Another embodiment includes an end cover that is coupled to an outer casing and a fuel nozzle having a base portion coupled to one side of the end cover. The fuel nozzle comprises a center body that is coupled to and coaxially aligned with the base portion. A tip body is disposed at a downstream end of the center body. The tip body defines an opening that extends axially through the tip body and includes a plurality of channels circumferentially spaced and position along an inner surface of the tip body within the opening. Each channel defines a flow passage through an upstream surface and a downstream surface of the tip body. A gas-only cartridge extends axially within the center body. The gas-only cartridge includes an outer tube, an inner tube that extends axially within the outer tube fuel and a fuel passage defined radially therebetween. The outer tube and the centerbody define a secondary premix air passage therebetween. The gas-only cartridge further comprises a fuel distribution tip that extends at least partially through the opening of the tip body. The fuel distribution tip includes a plurality of circumferentially spaced fuel ports in fluid communication with the fuel passage. Each fuel port is in fluid communication with a respective channel of the tip body and each channel is in fluid communication with the secondary premix air passage.

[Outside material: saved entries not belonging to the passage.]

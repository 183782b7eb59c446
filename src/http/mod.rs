//! HTTP/1.x wire protocol.
//!
//! # Architecture
//!
//! - **`message`**: the request/response entity and its records
//! - **`parser`**: incremental request framing, plus a response parser
//! - **`request`**: methods, protocol versions, body kinds
//! - **`response`**: status codes and generated error pages
//! - **`writer`**: response serialization and the write cursor
//! - **`connection`**: the per-connection state machine
//!
//! # Connection State Machine
//!
//! ```text
//!        ┌─────────────┐
//!        │  INIT, PRE  │ ← bind entities, transport handshake
//!        └──────┬──────┘
//!               ▼
//!        ┌─────────────┐
//!        │    READ     │ ← read and frame one request ──┐ read failed
//!        └──────┬──────┘                                │
//!               ▼                                       │
//!        ┌─────────────┐                                │
//!        │    PROC     │ ← route to host, run handler   │
//!        └──────┬──────┘                                │
//!               ▼                                       │
//!        ┌─────────────┐                                │
//!        │    WRITE    │ ← serialize and send ◀─────────┤ error reply
//!        └──────┬──────┘                                │
//!               ▼                                       │
//!        ┌────────────────┐                             │
//!        │ POST, LOG, END │ ◀───────────────────────────┘ no reply
//!        └──────┬─────────┘
//!               ├─ Keep-Alive → READ (same connection)
//!               └─ Close
//! ```
//!
//! # Example
//!
//! ```ignore
//! use std::sync::Arc;
//! use vesper::config::Config;
//! use vesper::handler::HandlerRegistry;
//! use vesper::http::connection::Connection;
//! use vesper::server::ServerContext;
//! use vesper::transport::PlainTransport;
//! use tokio::net::TcpListener;
//!
//! #[tokio::main]
//! async fn main() -> anyhow::Result<()> {
//!     let ctx = Arc::new(ServerContext::new(Config::load(), HandlerRegistry::with_defaults()));
//!     let transport = Arc::new(PlainTransport::new());
//!     let listener = TcpListener::bind("127.0.0.1:8080").await?;
//!
//!     loop {
//!         let (socket, peer) = listener.accept().await?;
//!         let mut conn = Connection::new(ctx.clone(), transport.clone(), peer);
//!         tokio::spawn(async move {
//!             if let Err(e) = conn.run(socket).await {
//!                 eprintln!("Connection error: {}", e);
//!             }
//!         });
//!     }
//! }
//! ```

pub mod connection;
pub mod message;
pub mod parser;
pub mod request;
pub mod response;
pub mod writer;
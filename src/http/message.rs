//! The in-flight HTTP entity shared by requests and responses.
//!
//! A [`Message`] owns the raw bytes it was parsed from; every [`Record`] value
//! is a cheap [`Bytes`] slice into that buffer (or, for records the handler
//! builds, a separately owned buffer). Dropping the message releases both.

use bytes::Bytes;

use crate::http::parser::ParseError;
use crate::http::request::{BodyKind, Method, Version};
use crate::http::response::{self, StatusCode};

/// Extra fields carried only by `multipart/form-data` parts.
#[derive(Debug, Clone, Default, PartialEq, Eq)]
pub struct Part {
    pub content_type: Option<String>,
    /// Disposition type, normally `form-data`.
    pub disposition: Option<String>,
    pub filename: Option<String>,
}

/// One name/value pair from the query string, the header block or the body.
#[derive(Debug, Clone, PartialEq, Eq)]
pub struct Record {
    pub name: String,
    pub value: Bytes,
    pub part: Option<Part>,
}

impl Record {
    pub fn new(name: impl Into<String>, value: impl Into<Bytes>) -> Self {
        Self {
            name: name.into(),
            value: value.into(),
            part: None,
        }
    }

    pub fn multipart(name: impl Into<String>, value: Bytes, part: Part) -> Self {
        Self {
            name: name.into(),
            value,
            part: Some(part),
        }
    }

    pub fn size(&self) -> usize {
        self.value.len()
    }

    /// The value as UTF-8, if it is valid UTF-8.
    pub fn value_str(&self) -> Option<&str> {
        std::str::from_utf8(&self.value).ok()
    }

    pub fn is_multipart(&self) -> bool {
        self.part.is_some()
    }
}

/// A request or response in flight.
///
/// Created empty at the start of a cycle, filled by the parser (requests) or a
/// handler (responses), and dropped at the end of the cycle.
#[derive(Debug, Clone, Default, PartialEq, Eq)]
pub struct Message {
    pub method: Option<Method>,
    /// Request target as sent, including any query string.
    pub path: String,
    pub version: Option<Version>,
    pub host: Option<String>,
    pub port: Option<u16>,
    pub content_type: Option<String>,
    pub content_length: usize,
    pub boundary: Option<String>,
    pub body_kind: BodyKind,
    pub status: Option<StatusCode>,
    /// Length of the header section, request line and blank line included.
    pub header_len: usize,
    /// Set when the cycle failed and this message carries the error reply.
    pub error: Option<String>,
    pub url: Vec<Record>,
    pub headers: Vec<Record>,
    pub body: Vec<Record>,
    raw: Bytes,
}

impl Message {
    pub fn new() -> Self {
        Self::default()
    }

    pub(crate) fn with_raw(raw: Bytes) -> Self {
        Self {
            raw,
            ..Self::default()
        }
    }

    /// The bytes this message was parsed from.
    pub fn raw(&self) -> &Bytes {
        &self.raw
    }

    /// Total length of the raw buffer.
    pub fn len(&self) -> usize {
        self.raw.len()
    }

    pub fn is_empty(&self) -> bool {
        self.raw.is_empty()
    }

    pub fn set_status(&mut self, status: StatusCode) {
        self.status = Some(status);
    }

    pub fn set_content_type(&mut self, content_type: impl Into<String>) {
        self.content_type = Some(content_type.into());
    }

    /// Replaces the body with a single record named `body`.
    pub fn set_body(&mut self, body: impl Into<Bytes>) {
        let value = body.into();
        self.content_length = value.len();
        self.body = vec![Record::new("body", value)];
    }

    pub fn add_header(&mut self, name: impl Into<String>, value: impl Into<String>) {
        self.headers.push(Record::new(name.into(), value.into()));
    }

    /// Replaces every header called `name` with one holding `value`.
    pub fn set_header(&mut self, name: &str, value: impl Into<String>) {
        self.headers.retain(|h| !h.name.eq_ignore_ascii_case(name));
        self.add_header(name, value);
    }

    /// First header called `name`, compared ASCII case-insensitively.
    pub fn header(&self, name: &str) -> Option<&str> {
        self.headers
            .iter()
            .find(|h| h.name.eq_ignore_ascii_case(name))
            .and_then(Record::value_str)
    }

    pub fn url_param(&self, name: &str) -> Option<&Record> {
        self.url.iter().find(|r| r.name == name)
    }

    pub fn body_field(&self, name: &str) -> Option<&Record> {
        self.body.iter().find(|r| r.name == name)
    }

    /// Sum of all body record sizes.
    pub fn body_size(&self) -> usize {
        self.body.iter().map(Record::size).sum()
    }

    /// Turns this message into a short `text/html` error reply.
    pub fn set_error(&mut self, status: StatusCode, message: impl Into<String>) {
        let message = message.into();
        self.set_status(status);
        self.set_content_type(response::ERROR_CONTENT_TYPE);
        self.set_body(response::error_page(status, &message));
        self.error = Some(message);
    }

    /// Error reply for a request the parser rejected after a valid request line.
    pub fn set_parse_error(&mut self, err: &ParseError) {
        self.set_error(err.status(), err.to_string());
    }

    /// Path without the query string.
    pub fn route(&self) -> &str {
        match self.path.split_once('?') {
            Some((route, _)) => route,
            None => &self.path,
        }
    }

    pub fn query(&self) -> Option<&str> {
        self.path.split_once('?').map(|(_, q)| q)
    }

    /// Whether the peer asked for the connection to stay open.
    ///
    /// An explicit `Connection` header wins; otherwise HTTP/1.1 keeps alive.
    pub fn keep_alive(&self) -> bool {
        match self.header("Connection") {
            Some(v) if v.eq_ignore_ascii_case("close") => false,
            Some(v) if v.eq_ignore_ascii_case("keep-alive") => true,
            _ => self
                .version
                .map(|v| v.keeps_alive_by_default())
                .unwrap_or(false),
        }
    }
}
//! Pluggable request handlers ("filters").
//!
//! Virtual hosts name a handler in their config; the connection resolves that
//! name through a [`HandlerRegistry`] and hands the parsed request plus an
//! empty response to [`Handler::handle`]. Handlers are synchronous and run on
//! tokio's blocking pool under a deadline.

use std::collections::HashMap;
use std::sync::Arc;

use thiserror::Error;

use crate::config::HostConfig;
use crate::http::message::Message;

pub mod echo;

pub use echo::EchoHandler;

#[derive(Debug, Error)]
pub enum HandlerError {
    #[error("{0}")]
    Failed(String),

    #[error(transparent)]
    Io(#[from] std::io::Error),
}

pub trait Handler: Send + Sync + 'static {
    fn name(&self) -> &str;

    /// Whether the host's content directory must exist and be writable.
    fn needs_filesystem(&self) -> bool {
        false
    }

    fn handle(
        &self,
        host: &HostConfig,
        request: &Message,
        response: &mut Message,
    ) -> Result<(), HandlerError>;
}

/// Name to handler table, shared read-only by every connection.
#[derive(Clone, Default)]
pub struct HandlerRegistry {
    handlers: HashMap<String, Arc<dyn Handler>>,
}

impl HandlerRegistry {
    pub fn new() -> Self {
        Self::default()
    }

    /// Registry with the built-in handlers.
    pub fn with_defaults() -> Self {
        let mut registry = Self::new();
        registry.register(EchoHandler);
        registry
    }

    /// Adds `handler` under its own name, replacing any previous entry.
    pub fn register<H: Handler>(&mut self, handler: H) {
        self.register_arc(Arc::new(handler));
    }

    pub fn register_arc(&mut self, handler: Arc<dyn Handler>) {
        self.handlers.insert(handler.name().to_string(), handler);
    }

    pub fn get(&self, name: &str) -> Option<Arc<dyn Handler>> {
        self.handlers.get(name).cloned()
    }

    pub fn contains(&self, name: &str) -> bool {
        self.handlers.contains_key(name)
    }

    /// Registered names, sorted.
    pub fn names(&self) -> Vec<&str> {
        let mut names: Vec<&str> = self.handlers.keys().map(String::as_str).collect();
        names.sort_unstable();
        names
    }

    pub fn len(&self) -> usize {
        self.handlers.len()
    }

    pub fn is_empty(&self) -> bool {
        self.handlers.is_empty()
    }
}

impl std::fmt::Debug for HandlerRegistry {
    fn fmt(&self, f: &mut std::fmt::Formatter<'_>) -> std::fmt::Result {
        f.debug_struct("HandlerRegistry")
            .field("handlers", &self.names())
            .finish()
    }
}
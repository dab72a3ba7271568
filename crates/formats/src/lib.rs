pub mod cities;
pub mod dataset;
pub mod geojson;
pub mod geometry;
pub mod topojson;

pub use cities::*;
pub use dataset::*;
pub use geojson::GeoJsonError;
pub use geometry::*;
pub use topojson::{Topology, TopologyError, Transform};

Those of ordinary skill in the art will better appreciate the features and aspects of such embodiments, and others, upon review of the specification.

A full and enabling disclosure of the of various embodiments, including the best mode thereof to one skilled in the art, is set forth more particularly in the remainder of the specification, including reference to the accompanying figures, in which:

FIG. 1 is a functional block diagram of an exemplary gas turbine that may incorporate various embodiments of the present disclosure;

FIG. 2 is a simplified cross-section side view of an exemplary combustor as may incorporate various embodiments of the present disclosure;

FIG. 3 is a cross sectional side view of an exemplary fuel nozzle as may incorporate one or more embodiments of the present disclosure;

FIG. 4 is an enlarged isometric view of a tip body of the fuel nozzle as shown in FIG. 3 according to at least one embodiment of the present disclosure;

FIG. 5 is an enlarge isometric view of a portion of the fuel nozzle as shown in FIG. 3, according to at least one embodiment of the present disclosure;

FIG. 6 is a perspective side view of a gas-only cartridge according to at least one embodiment of the present disclosure;

FIG. 7 is an enlarged cross sectional side view of a portion of the fuel nozzle and the gas-only cartridge mounted to an end cover of a combustor according to at least one embodiment of the present disclosure;

FIG. 8 provides a flow schematic of the fuel nozzle as shown is FIG. 3 according to at least one embodiment of the present disclosure; and

FIG. 9 is a flow schematic of a portion of the fuel nozzle shown in FIG. 8.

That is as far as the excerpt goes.